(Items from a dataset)
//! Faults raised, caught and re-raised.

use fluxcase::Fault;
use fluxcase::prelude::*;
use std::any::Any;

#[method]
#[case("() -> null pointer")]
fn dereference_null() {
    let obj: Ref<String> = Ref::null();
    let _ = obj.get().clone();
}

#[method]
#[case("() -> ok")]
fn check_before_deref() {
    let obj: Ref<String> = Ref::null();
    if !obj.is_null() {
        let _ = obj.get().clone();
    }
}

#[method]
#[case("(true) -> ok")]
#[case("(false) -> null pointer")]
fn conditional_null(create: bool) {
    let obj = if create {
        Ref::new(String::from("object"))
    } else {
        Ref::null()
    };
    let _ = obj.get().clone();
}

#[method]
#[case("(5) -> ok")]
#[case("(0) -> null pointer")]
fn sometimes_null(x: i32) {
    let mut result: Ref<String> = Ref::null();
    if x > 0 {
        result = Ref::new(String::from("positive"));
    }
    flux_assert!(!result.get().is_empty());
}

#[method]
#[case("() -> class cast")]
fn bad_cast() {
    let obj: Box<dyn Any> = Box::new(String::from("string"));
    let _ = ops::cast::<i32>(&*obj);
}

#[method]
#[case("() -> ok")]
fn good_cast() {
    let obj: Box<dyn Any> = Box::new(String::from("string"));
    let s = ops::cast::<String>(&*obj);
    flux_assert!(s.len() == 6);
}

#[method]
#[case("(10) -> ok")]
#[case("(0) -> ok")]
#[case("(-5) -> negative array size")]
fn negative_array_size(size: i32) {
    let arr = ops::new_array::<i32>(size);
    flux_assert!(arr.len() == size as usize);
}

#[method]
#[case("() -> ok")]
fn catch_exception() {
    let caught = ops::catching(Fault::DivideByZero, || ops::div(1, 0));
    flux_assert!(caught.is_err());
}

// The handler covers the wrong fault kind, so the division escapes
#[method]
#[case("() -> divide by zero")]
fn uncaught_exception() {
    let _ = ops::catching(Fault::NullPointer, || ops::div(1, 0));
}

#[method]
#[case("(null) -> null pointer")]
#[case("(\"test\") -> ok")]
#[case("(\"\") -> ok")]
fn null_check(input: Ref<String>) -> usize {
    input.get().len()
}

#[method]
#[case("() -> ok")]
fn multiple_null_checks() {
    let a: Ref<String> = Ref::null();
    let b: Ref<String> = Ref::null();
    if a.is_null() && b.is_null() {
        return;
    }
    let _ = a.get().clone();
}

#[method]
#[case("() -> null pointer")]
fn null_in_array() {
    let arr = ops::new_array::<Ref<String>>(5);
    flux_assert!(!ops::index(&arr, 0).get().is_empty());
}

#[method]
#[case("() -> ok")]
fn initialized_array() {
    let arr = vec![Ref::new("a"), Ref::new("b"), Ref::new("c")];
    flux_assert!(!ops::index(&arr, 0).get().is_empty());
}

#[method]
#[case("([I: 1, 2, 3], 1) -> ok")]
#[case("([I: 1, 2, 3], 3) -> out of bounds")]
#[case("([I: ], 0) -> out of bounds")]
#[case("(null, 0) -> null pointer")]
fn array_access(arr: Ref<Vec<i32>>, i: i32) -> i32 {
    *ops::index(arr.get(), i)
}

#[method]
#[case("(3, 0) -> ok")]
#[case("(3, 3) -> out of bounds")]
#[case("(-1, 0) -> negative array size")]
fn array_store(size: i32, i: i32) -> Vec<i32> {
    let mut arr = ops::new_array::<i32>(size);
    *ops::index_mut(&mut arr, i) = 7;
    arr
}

--

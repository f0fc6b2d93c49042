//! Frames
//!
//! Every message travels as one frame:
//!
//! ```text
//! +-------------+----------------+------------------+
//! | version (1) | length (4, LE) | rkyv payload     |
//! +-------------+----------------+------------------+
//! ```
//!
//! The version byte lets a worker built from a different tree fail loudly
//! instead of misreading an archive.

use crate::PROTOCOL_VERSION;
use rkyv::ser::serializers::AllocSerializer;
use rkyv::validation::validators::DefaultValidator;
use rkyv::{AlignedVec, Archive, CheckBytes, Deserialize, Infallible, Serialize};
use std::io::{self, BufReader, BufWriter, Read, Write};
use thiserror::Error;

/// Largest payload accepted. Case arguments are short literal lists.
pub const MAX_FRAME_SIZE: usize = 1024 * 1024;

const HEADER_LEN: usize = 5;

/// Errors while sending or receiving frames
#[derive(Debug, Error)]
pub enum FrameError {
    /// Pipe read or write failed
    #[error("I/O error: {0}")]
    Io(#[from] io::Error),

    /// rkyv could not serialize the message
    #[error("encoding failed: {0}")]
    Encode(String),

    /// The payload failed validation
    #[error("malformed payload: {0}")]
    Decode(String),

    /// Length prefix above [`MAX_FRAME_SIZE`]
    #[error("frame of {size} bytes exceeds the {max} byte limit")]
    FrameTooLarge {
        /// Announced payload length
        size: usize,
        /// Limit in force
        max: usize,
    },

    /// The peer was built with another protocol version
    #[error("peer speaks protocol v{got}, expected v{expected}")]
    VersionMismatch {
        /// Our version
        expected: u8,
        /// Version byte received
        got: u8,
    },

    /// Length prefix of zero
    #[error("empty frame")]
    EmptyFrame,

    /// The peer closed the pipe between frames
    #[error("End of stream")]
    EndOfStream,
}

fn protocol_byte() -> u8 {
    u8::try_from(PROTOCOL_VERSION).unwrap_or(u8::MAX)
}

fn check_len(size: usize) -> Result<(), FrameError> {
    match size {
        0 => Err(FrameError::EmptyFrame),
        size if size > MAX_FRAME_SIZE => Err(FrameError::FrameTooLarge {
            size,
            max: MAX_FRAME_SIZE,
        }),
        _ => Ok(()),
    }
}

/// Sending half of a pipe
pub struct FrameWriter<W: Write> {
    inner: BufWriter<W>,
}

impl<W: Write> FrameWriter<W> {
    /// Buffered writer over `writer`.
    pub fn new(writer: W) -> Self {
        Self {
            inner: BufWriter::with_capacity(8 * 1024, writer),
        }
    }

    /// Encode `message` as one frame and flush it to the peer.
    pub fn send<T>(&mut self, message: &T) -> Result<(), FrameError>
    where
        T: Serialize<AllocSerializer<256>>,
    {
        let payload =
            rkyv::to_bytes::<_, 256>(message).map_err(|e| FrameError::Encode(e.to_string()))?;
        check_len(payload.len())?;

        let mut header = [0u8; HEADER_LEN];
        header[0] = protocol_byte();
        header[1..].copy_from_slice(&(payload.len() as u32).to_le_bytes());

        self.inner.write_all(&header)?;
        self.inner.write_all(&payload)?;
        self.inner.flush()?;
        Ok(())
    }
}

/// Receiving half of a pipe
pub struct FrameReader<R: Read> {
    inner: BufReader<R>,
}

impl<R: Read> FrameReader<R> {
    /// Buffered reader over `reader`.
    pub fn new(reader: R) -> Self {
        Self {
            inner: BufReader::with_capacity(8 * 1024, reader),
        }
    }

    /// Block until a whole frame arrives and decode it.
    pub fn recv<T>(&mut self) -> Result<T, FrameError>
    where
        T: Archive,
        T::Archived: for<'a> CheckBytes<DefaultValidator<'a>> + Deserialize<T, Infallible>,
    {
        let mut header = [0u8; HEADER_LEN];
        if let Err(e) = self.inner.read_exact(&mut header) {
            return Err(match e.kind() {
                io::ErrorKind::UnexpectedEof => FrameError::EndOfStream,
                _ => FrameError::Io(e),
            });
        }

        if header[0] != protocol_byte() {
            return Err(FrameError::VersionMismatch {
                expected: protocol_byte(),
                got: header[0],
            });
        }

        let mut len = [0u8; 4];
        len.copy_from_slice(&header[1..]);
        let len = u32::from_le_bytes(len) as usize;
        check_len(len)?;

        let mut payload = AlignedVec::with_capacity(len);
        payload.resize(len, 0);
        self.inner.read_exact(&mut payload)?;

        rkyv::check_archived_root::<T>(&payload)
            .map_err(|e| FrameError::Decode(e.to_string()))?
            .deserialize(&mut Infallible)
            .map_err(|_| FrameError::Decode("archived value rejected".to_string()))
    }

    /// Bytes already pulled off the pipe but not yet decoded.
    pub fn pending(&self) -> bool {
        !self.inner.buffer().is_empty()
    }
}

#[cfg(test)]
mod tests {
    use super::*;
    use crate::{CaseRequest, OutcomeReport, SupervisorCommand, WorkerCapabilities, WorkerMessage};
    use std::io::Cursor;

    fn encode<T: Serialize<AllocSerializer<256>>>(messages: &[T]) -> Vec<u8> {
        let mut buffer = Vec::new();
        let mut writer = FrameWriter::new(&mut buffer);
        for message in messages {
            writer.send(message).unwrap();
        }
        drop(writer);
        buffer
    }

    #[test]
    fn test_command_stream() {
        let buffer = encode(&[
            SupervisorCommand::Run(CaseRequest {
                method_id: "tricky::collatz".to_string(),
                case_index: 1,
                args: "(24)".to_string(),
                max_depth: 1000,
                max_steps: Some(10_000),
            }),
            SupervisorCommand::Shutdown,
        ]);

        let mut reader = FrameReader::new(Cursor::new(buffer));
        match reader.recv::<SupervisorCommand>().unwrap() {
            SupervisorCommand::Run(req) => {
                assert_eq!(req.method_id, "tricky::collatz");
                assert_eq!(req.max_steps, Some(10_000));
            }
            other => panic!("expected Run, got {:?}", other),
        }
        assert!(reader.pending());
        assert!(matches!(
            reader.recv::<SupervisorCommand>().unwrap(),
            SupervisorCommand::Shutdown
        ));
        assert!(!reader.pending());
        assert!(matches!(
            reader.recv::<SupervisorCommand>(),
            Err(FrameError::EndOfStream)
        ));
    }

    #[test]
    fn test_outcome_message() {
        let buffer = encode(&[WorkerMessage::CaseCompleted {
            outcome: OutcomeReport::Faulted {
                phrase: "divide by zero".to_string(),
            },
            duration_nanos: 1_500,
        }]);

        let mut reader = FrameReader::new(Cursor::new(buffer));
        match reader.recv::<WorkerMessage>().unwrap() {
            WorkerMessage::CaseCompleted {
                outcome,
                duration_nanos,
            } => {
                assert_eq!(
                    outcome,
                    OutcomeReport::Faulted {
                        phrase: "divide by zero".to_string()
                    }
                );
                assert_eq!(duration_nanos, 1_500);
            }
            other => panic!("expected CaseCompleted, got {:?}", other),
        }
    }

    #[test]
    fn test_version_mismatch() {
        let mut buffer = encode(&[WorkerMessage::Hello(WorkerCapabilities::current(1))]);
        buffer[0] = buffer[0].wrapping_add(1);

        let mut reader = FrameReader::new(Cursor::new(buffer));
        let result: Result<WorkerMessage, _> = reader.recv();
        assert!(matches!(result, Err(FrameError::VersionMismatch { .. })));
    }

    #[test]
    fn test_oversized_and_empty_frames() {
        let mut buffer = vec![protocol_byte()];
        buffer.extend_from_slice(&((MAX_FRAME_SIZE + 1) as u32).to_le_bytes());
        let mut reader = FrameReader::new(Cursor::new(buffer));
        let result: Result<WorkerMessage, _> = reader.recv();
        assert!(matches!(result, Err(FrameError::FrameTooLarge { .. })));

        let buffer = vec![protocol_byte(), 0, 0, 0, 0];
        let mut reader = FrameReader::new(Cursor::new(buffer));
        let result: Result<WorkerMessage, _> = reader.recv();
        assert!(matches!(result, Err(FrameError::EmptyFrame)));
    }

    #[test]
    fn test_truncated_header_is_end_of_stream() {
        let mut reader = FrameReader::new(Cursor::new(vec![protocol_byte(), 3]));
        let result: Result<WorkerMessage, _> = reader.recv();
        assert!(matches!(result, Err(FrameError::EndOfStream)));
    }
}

About this exercise: From the records above, extract exactly and only the lines that begin at the line with "check_len(payload.len())?;" and stop after the line with "impl<R: Read> FrameReader<R>".

Problem solution:
        check_len(payload.len())?;

        let mut header = [0u8; HEADER_LEN];
        header[0] = protocol_byte();
        header[1..].copy_from_slice(&(payload.len() as u32).to_le_bytes());

        self.inner.write_all(&header)?;
        self.inner.write_all(&payload)?;
        self.inner.flush()?;
        Ok(())
    }
}

/// Receiving half of a pipe
pub struct FrameReader<R: Read> {
    inner: BufReader<R>,
}

impl<R: Read> FrameReader<R> {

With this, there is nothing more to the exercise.